On Monday, Magistrate Judge Lloret, who is visiting the U.S. District Court for the District of Delaware from the Eastern District of Pennsylvania, granted Boehringer Ingelheims’s (“BI’s”) motion to compel discovery relating to its unclean hands defense in the ongoing AbbVie v. Boehringer Ingelheim litigation concerning BI’s aBLA for a biosimilar version of AbbVie’s Humira (adalimumab) product. As we previously reported, BI’s defenses and counterclaims alleged that AbbVie engaged in “a global effort to improperly delay competition with respect to adalimumab” by pursuing “overlapping and non-inventive patents for the purpose of developing a ‘patent thicket[.]'” BI argued that the discovery sought was directly relevant and tailored to these defenses and counterclaims. AbbVie responded that BI should be denied the requested discovery because it failed to plead the defense of unclean hands adequately. Judge Lloret held that though BI’s theory “may or may not be viable as a patent defense or as basis for relief by way of counterclaim. . . . [a] discovery motion is not a good mechanism for litigating the substance of the defense” and therefore BI “is entitled to discovery that is reasonably and proportionally directed to its claims.”
UPDATE (February 13, 2019): On February 8, 2019, Magistrate Judge Lloret granted BI’s motion to enforce the Court’s June 4, 2018 Order directing AbbVie to produce documents relating to BI’s unclean hands defense. While AbbVie produced some documents in response to the June 2018 Order, BI identified a number of deficiencies, including AbbVie’s failure to produce documents relating to “AbbVie’s patenting program designed to mitigate biosimilar entry,” “[i]ncentives by AbbVie to increase the patent coverage for Humira®,” and “[s]trategies to mitigate biosimilar competition.” Judge Lloret found that the requested documents are relevant and proportional to the needs of the case, stating that “[t]he issue at stake is the ’unclean hands’ defense, which is an important, not peripheral, part of this case,” “[t]he amount in controversy in this case is vast, and the unclean hands defense, if substantiated, is potentially dispositive,” and that “the discovery will be important to the resolution of the unclean hands defense.”
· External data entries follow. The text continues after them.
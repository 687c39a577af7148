use crate::decorator::{self, Decorator};
use crate::error::HttpError;
use crate::secret::SecretString;
use serde::{Deserialize, Deserializer};
use std::time::Duration;

/// Retry decorator configuration
///
/// `attempts` counts every call, the first one included. After failed
/// attempt `i` (from 0) the retry layer sleeps `backoff × i`.
#[derive(Debug, Clone, PartialEq, Eq, Deserialize)]
#[serde(deny_unknown_fields)]
pub struct RetryConfig {
    /// Total attempts, at least 1 (default: 3)
    #[serde(default = "default_attempts")]
    pub attempts: usize,

    /// Base backoff, humantime format such as `"200ms"` (default: 100ms)
    #[serde(default = "default_backoff", deserialize_with = "humantime_duration")]
    pub backoff: Duration,
}

fn default_attempts() -> usize {
    3
}

fn default_backoff() -> Duration {
    Duration::from_millis(100)
}

impl Default for RetryConfig {
    fn default() -> Self {
        Self {
            attempts: default_attempts(),
            backoff: default_backoff(),
        }
    }
}

impl RetryConfig {
    /// Create retry config with explicit attempts and backoff
    #[must_use]
    pub fn new(attempts: usize, backoff: Duration) -> Self {
        Self { attempts, backoff }
    }
}

/// One static header appended to every request
#[derive(Debug, Clone, PartialEq, Eq, Deserialize)]
#[serde(deny_unknown_fields)]
pub struct HeaderConfig {
    /// Header name
    pub name: String,
    /// Header value
    pub value: String,
}

/// `Authorization` header source
#[derive(Debug, Clone, Deserialize)]
#[serde(rename_all = "snake_case", deny_unknown_fields)]
pub enum AuthorizationConfig {
    /// Token sent verbatim, scheme included (`Bearer abc`)
    Token(SecretString),
    /// HTTP Basic credentials
    Basic {
        /// User name (a colon here is not escaped)
        username: String,
        /// Password
        password: SecretString,
    },
}

/// Settings of the default hyper-backed root transport
#[derive(Debug, Clone, PartialEq, Eq, Deserialize)]
#[serde(default, deny_unknown_fields)]
pub struct TransportConfig {
    /// Idle timeout for pooled connections (default: 90s, `None` keeps them forever)
    #[serde(deserialize_with = "humantime_duration_opt")]
    pub pool_idle_timeout: Option<Duration>,

    /// Maximum idle connections per host (default: 32)
    pub pool_max_idle_per_host: usize,

    /// TCP connect timeout (default: none)
    #[serde(deserialize_with = "humantime_duration_opt")]
    pub connect_timeout: Option<Duration>,
}

impl Default for TransportConfig {
    fn default() -> Self {
        Self {
            pool_idle_timeout: Some(Duration::from_secs(90)),
            pool_max_idle_per_host: 32,
            connect_timeout: None,
        }
    }
}

/// Declarative description of a composed client
///
/// ```yaml
/// transport:
///   pool_idle_timeout: 90s
/// headers:
///   - { name: x-client, value: billing }
/// authorization:
///   basic: { username: svc, password: s3cret }
/// retry:
///   attempts: 3
///   backoff: 200ms
/// ```
#[derive(Debug, Clone, Default, Deserialize)]
#[serde(default, deny_unknown_fields)]
pub struct HttpClientConfig {
    /// Root transport settings (ignored when a custom root is supplied)
    pub transport: TransportConfig,

    /// Static headers, appended in listed order
    pub headers: Vec<HeaderConfig>,

    /// Optional `Authorization` header
    pub authorization: Option<AuthorizationConfig>,

    /// Optional retry policy; `None` disables retries
    pub retry: Option<RetryConfig>,
}

impl HttpClientConfig {
    /// Build the decorator list this configuration describes.
    ///
    /// Order: headers, then authorization, then retry. Retry is therefore the
    /// outermost layer and every attempt passes through the header layers.
    ///
    /// # Errors
    /// Returns an error if a header name/value is invalid or retry attempts is zero
    pub fn decorators(&self) -> Result<Vec<Decorator>, HttpError> {
        let mut decorators = Vec::with_capacity(self.headers.len() + 2);

        for h in &self.headers {
            decorators.push(decorator::header(&h.name, &h.value)?);
        }

        match &self.authorization {
            Some(AuthorizationConfig::Token(token)) => {
                decorators.push(decorator::authorization(token.expose())?);
            }
            Some(AuthorizationConfig::Basic { username, password }) => {
                decorators.push(decorator::basic_authorization(username, password.expose())?);
            }
            None => {}
        }

        if let Some(retry) = &self.retry {
            decorators.push(decorator::fault_tolerance(retry.attempts, retry.backoff)?);
        }

        Ok(decorators)
    }
}

/// Deserialize a `Duration` from a humantime string (`"250ms"`, `"1m 30s"`).
fn humantime_duration<'de, D>(deserializer: D) -> Result<Duration, D::Error>
where
    D: Deserializer<'de>,
{
    let raw = String::deserialize(deserializer)?;
    humantime::parse_duration(&raw).map_err(serde::de::Error::custom)
}

fn humantime_duration_opt<'de, D>(deserializer: D) -> Result<Option<Duration>, D::Error>
where
    D: Deserializer<'de>,
{
    let raw = Option::<String>::deserialize(deserializer)?;
    raw.map(|s| humantime::parse_duration(&s).map_err(serde::de::Error::custom))
        .transpose()
}
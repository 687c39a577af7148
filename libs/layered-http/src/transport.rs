//! Transport contract and the function adapter
//!
//! A transport executes a single request and yields a response or a failure.
//! The contract is `tower::Service`: anything implementing
//! `Service<HttpRequest, Response = HttpResponse, Error = HttpError>` can be
//! the root of a composition or the target of a decorator.

use crate::error::HttpError;
use crate::response::ResponseBody;
use bytes::Bytes;
use http::{Request, Response};
use http_body_util::Full;
use std::fmt;
use std::future::Future;
use std::task::{Context, Poll};
use tower::util::{BoxCloneSyncService, Oneshot};
use tower::{Service, ServiceExt};

/// Outbound request carried through every transport.
pub type HttpRequest = Request<Full<Bytes>>;

/// Response returned by every transport.
pub type HttpResponse = Response<ResponseBody>;

/// Type-erased transport.
///
/// This is what decorators consume and produce. It is `Clone + Send + Sync`,
/// so a composed transport can be shared and cloned per call.
pub type BoxTransport = BoxCloneSyncService<HttpRequest, HttpResponse, HttpError>;

/// `execute` for any transport: wait for readiness, then call once.
pub trait TransportExt<Req>: Service<Req> {
    /// Execute `request` and resolve to the transport's response or failure.
    fn execute(&mut self, request: Req) -> Oneshot<&mut Self, Req>
    where
        Self: Sized,
    {
        ServiceExt::<Req>::oneshot(self, request)
    }
}

impl<S, Req> TransportExt<Req> for S where S: Service<Req> {}

/// Transport backed by a plain function or closure.
///
/// Created by [`transport_fn`]. Always ready; each call invokes the function.
#[derive(Clone, Copy)]
pub struct TransportFn<F> {
    f: F,
}

/// Turn a function returning a future of `Result` into a transport.
///
/// ```ignore
/// let root = transport_fn(|_req: HttpRequest| async {
///     Err::<HttpResponse, _>(HttpError::transport("offline"))
/// });
/// ```
#[must_use]
pub fn transport_fn<F>(f: F) -> TransportFn<F> {
    TransportFn { f }
}

impl<F, Fut, Req, Res, E> Service<Req> for TransportFn<F>
where
    F: FnMut(Req) -> Fut,
    Fut: Future<Output = Result<Res, E>>,
{
    type Response = Res;
    type Error = E;
    type Future = Fut;

    fn poll_ready(&mut self, _: &mut Context<'_>) -> Poll<Result<(), Self::Error>> {
        Poll::Ready(Ok(()))
    }

    fn call(&mut self, req: Req) -> Self::Future {
        (self.f)(req)
    }
}

impl<F> fmt::Debug for TransportFn<F> {
    fn fmt(&self, f: &mut fmt::Formatter<'_>) -> fmt::Result {
        f.debug_struct("TransportFn")
            .field("f", &std::any::type_name::<F>())
            .finish()
    }
}
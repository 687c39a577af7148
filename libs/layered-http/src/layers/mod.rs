//! Tower layers backing the decorator library
//!
//! ## Available Layers
//!
//! - [`RetryLayer`] - Retries failed calls with linearly growing backoff
//! - [`HeaderLayer`] - Appends a static header to every request; its
//!   `authorization` and `basic_authorization` constructors build the
//!   `Authorization` variants

mod auth;
mod header;
mod retry;

pub use header::{HeaderLayer, HeaderService};
pub use retry::{RetryLayer, RetryService, linear_backoff};
use crate::client::HttpClient;
use crate::config::{HttpClientConfig, TransportConfig};
use crate::connector::HyperTransport;
use crate::decorator::{Decorator, compose_boxed};
use crate::error::HttpError;
use crate::transport::{BoxTransport, HttpRequest, HttpResponse};
use tower::Service;

/// Builder for constructing an [`HttpClient`] from a root transport and decorators
///
/// ```text
/// call ──▶ extra decorators (last added first) ──▶ retry ──▶ authorization ──▶ headers ──▶ root
/// ```
///
/// Decorators described by [`HttpClientConfig`] are applied first, then the
/// ones added with [`decorate`](Self::decorate) in the order they were added.
pub struct HttpClientBuilder {
    config: HttpClientConfig,
    root: Option<BoxTransport>,
    decorators: Vec<Decorator>,
}

impl HttpClientBuilder {
    /// Create a new builder with default configuration
    #[must_use]
    pub fn new() -> Self {
        Self::with_config(HttpClientConfig::default())
    }

    /// Create a builder with a specific configuration
    #[must_use]
    pub fn with_config(config: HttpClientConfig) -> Self {
        Self {
            config,
            root: None,
            decorators: Vec::new(),
        }
    }

    /// Use `transport` as the innermost transport instead of [`HyperTransport`]
    ///
    /// When set, `transport_config` settings are ignored.
    #[must_use]
    pub fn root<T>(mut self, transport: T) -> Self
    where
        T: Service<HttpRequest, Response = HttpResponse, Error = HttpError>
            + Clone
            + Send
            + Sync
            + 'static,
        T::Future: Send + 'static,
    {
        self.root = Some(BoxTransport::new(transport));
        self
    }

    /// Set the settings of the default hyper-backed root transport
    #[must_use]
    pub fn transport_config(mut self, transport: TransportConfig) -> Self {
        self.config.transport = transport;
        self
    }

    /// Append a decorator; each one added wraps everything before it
    #[must_use]
    pub fn decorate(mut self, decorator: Decorator) -> Self {
        self.decorators.push(decorator);
        self
    }

    /// Build the HTTP client
    ///
    /// # Errors
    /// Returns an error if the configuration describes an invalid header or a
    /// retry policy with zero attempts
    pub fn build(self) -> Result<HttpClient, HttpError> {
        let mut decorators = self.config.decorators()?;
        decorators.extend(self.decorators);

        let custom_root = self.root.is_some();
        let root = match self.root {
            Some(root) => root,
            None => BoxTransport::new(HyperTransport::with_config(&self.config.transport)),
        };

        let names: Vec<&str> = decorators.iter().map(Decorator::name).collect();
        tracing::debug!(
            custom_root,
            count = names.len(),
            decorators = ?names,
            "building http client"
        );

        Ok(HttpClient::from_boxed(compose_boxed(root, &decorators)))
    }
}

impl Default for HttpClientBuilder {
    fn default() -> Self {
        Self::new()
    }
}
The Court also recently unsealed, at the parties’ request, a January 17, 2019 Order resolving disputes over deposition topics. In the Order, Judge Lloret sustained AbbVie’s topic related to its unclean hands defense and stated that “AbbVie is entitled to inquire exactly which patents constitute the wrongful ‘thicket,’ and to get an account from Boehringer of the factual details that make these patents probative of an unclean hands defense” and that “AbbVie is also entitled to inquire about the extent to which these patents formed a consideration in Boehringer’s decision to bring a biosimilar product to market.” Judge Lloret quashed several of AbbVie’s other deposition topics related to the unclean hands defense as “disproportionate.”